New employer Maurice Sedwell had him mainly doing admin and alterations, until Ramroop finally convinced his boss that he needed to be present at fittings to suggest improvements. A fitting with MP Mark Lennon- Boyd, then Parliamentary private secretary to the Secretary of State for Energy, finally opened the doors to the wardrobes of the rich and powerful that young Ramroop had dreamt of.

Soon, he was doing fittings for six members of then-PM Margaret Thatcher’s Cabinet, and further went on to make clothes for Diana, Princess of Wales – most famously the inky blue cashmere jacket she wore for her 1995 Panorama interview with Martin Bashir – and a host of celebrity names.

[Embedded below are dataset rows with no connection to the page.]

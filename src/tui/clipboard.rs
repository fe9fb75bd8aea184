//! Copying answers out of the chat screen
//!
//! The system clipboard is tried first through arboard. Over SSH or on a
//! headless box there is none, so the text is written as an OSC 52 escape
//! and the local terminal sets its own clipboard.
//!
//! Format: `\x1b]52;c;BASE64_DATA\x07`

use std::io::{self, Write};

/// Where copied text ended up
#[derive(Debug, Clone, Copy, PartialEq, Eq)]
pub enum CopyTarget {
    System,
    /// Handed to the terminal as OSC 52; it may or may not honour it
    Terminal,
}

/// Destination for text copied from the chat screen
pub trait ClipboardSink {
    fn copy_text(&mut self, text: &str) -> io::Result<CopyTarget>;
}

/// arboard with an OSC 52 fallback on stdout
///
/// The arboard handle is kept open; on X11 the copied text is served by it
/// and disappears when it is dropped.
#[derive(Default)]
pub struct SystemClipboard {
    native: Option<arboard::Clipboard>,
}

impl SystemClipboard {
    pub fn new() -> Self {
        Self::default()
    }

    fn copy_native(&mut self, text: &str) -> Result<(), arboard::Error> {
        if self.native.is_none() {
            self.native = Some(arboard::Clipboard::new()?);
        }
        match self.native.as_mut() {
            Some(clipboard) => clipboard.set_text(text),
            None => Err(arboard::Error::ClipboardNotSupported),
        }
    }
}

impl ClipboardSink for SystemClipboard {
    fn copy_text(&mut self, text: &str) -> io::Result<CopyTarget> {
        match self.copy_native(text) {
            Ok(()) => Ok(CopyTarget::System),
            Err(e) => {
                tracing::debug!("System clipboard unavailable ({}), using OSC 52", e);
                self.native = None;
                write_osc52(&mut io::stdout(), text)?;
                Ok(CopyTarget::Terminal)
            }
        }
    }
}

/// Escape sequence that asks the terminal to set its clipboard
pub fn osc52_sequence(text: &str) -> String {
    format!("\x1b]52;c;{}\x07", base64_encode(text.as_bytes()))
}

fn write_osc52(out: &mut impl Write, text: &str) -> io::Result<()> {
    out.write_all(osc52_sequence(text).as_bytes())?;
    out.flush()
}

fn base64_encode(bytes: &[u8]) -> String {
    const ALPHABET: &[u8; 64] = b"ABCDEFGHIJKLMNOPQRSTUVWXYZabcdefghijklmnopqrstuvwxyz0123456789+/";

    let mut encoded = String::with_capacity(bytes.len().div_ceil(3) * 4);
    for chunk in bytes.chunks(3) {
        let b0 = chunk[0] as u32;
        let b1 = chunk.get(1).copied().unwrap_or(0) as u32;
        let b2 = chunk.get(2).copied().unwrap_or(0) as u32;
        let n = (b0 << 16) | (b1 << 8) | b2;

        encoded.push(ALPHABET[((n >> 18) & 0x3F) as usize] as char);
        encoded.push(ALPHABET[((n >> 12) & 0x3F) as usize] as char);
        encoded.push(if chunk.len() > 1 {
            ALPHABET[((n >> 6) & 0x3F) as usize] as char
        } else {
            '='
        });
        encoded.push(if chunk.len() > 2 {
            ALPHABET[(n & 0x3F) as usize] as char
        } else {
            '='
        });
    }
    encoded
}

#[cfg(test)]
mod tests {
    use super::*;

    #[test]
    fn test_base64_padding() {
        assert_eq!(base64_encode(b""), "");
        assert_eq!(base64_encode(b"M"), "TQ==");
        assert_eq!(base64_encode(b"Ma"), "TWE=");
        assert_eq!(base64_encode(b"Man"), "TWFu");
        assert_eq!(base64_encode("Annex A ✓".as_bytes()), "QW5uZXggQSDinJM=");
    }

    #[test]
    fn test_osc52_written_and_flushed() {
        let mut out = Vec::new();
        write_osc52(&mut out, "Class IIb").unwrap();
        assert_eq!(out, b"\x1b]52;c;Q2xhc3MgSUli\x07");
    }
}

The relationship between tailor and customer is of the utmost importance to Ramroop – who was the first to coin the term ‘bespoke tailors’ in 1994 – and one he believes has shifted since the pandemic. It’s been “a real challenge. Our core business, the clothing, is very relationship based, very touchy feely… And then suddenly no one’s allowed to travel.”

With 70% of the business being export, the travel ban made things tricky. “As soon as I was able, I popped on a plane and went off to the US to get reacquainted with some customers.” Thankfully, the orders are pouring in.

In terms of style, Ramroop thinks sophistication of tailoring will return as we emerge from the pandemic and start to pack away our leisure wear.

“There’s so much in the wardrobe to be worn and has not been worn. People want to get back to some semblance of normality. But it won’t be throwaway clothing,” he says. “Customers really want to wear something that not only looks good, but actually feels fantastic to wear. People want to wear luxury now. We are committed to delivering excellence so that is what we deliver.”

Perhaps people are redefining their style to psychologically lift them out of this time – a reset, to change how they want to be seen. “That is actually happening,” he confirms, adding that sports jackets and tailored jeans seem to be especially popular. “I work on expressing an individuality for customers.” For Ramroop, a customer does not come to Maurice Sedwell to buy a suit but rather, “to commission a sartorial image”.

The Bond-loving tailor is recently returned from New York, having been invited to talk on the importance of 007’s sartorial image. “Bond’s image is one of sophisticated elegance, but it’s also to some extent a little deceiving, because you’d get the impression he’s a businessman. This is the secret agent in all of us… a suit can also be a disguise.”

Oh, and incidentally: Connery was his favourite Bond, From Russia With Love his favourite film but Daniel Craig in Casino Royale was his best-dressed 007.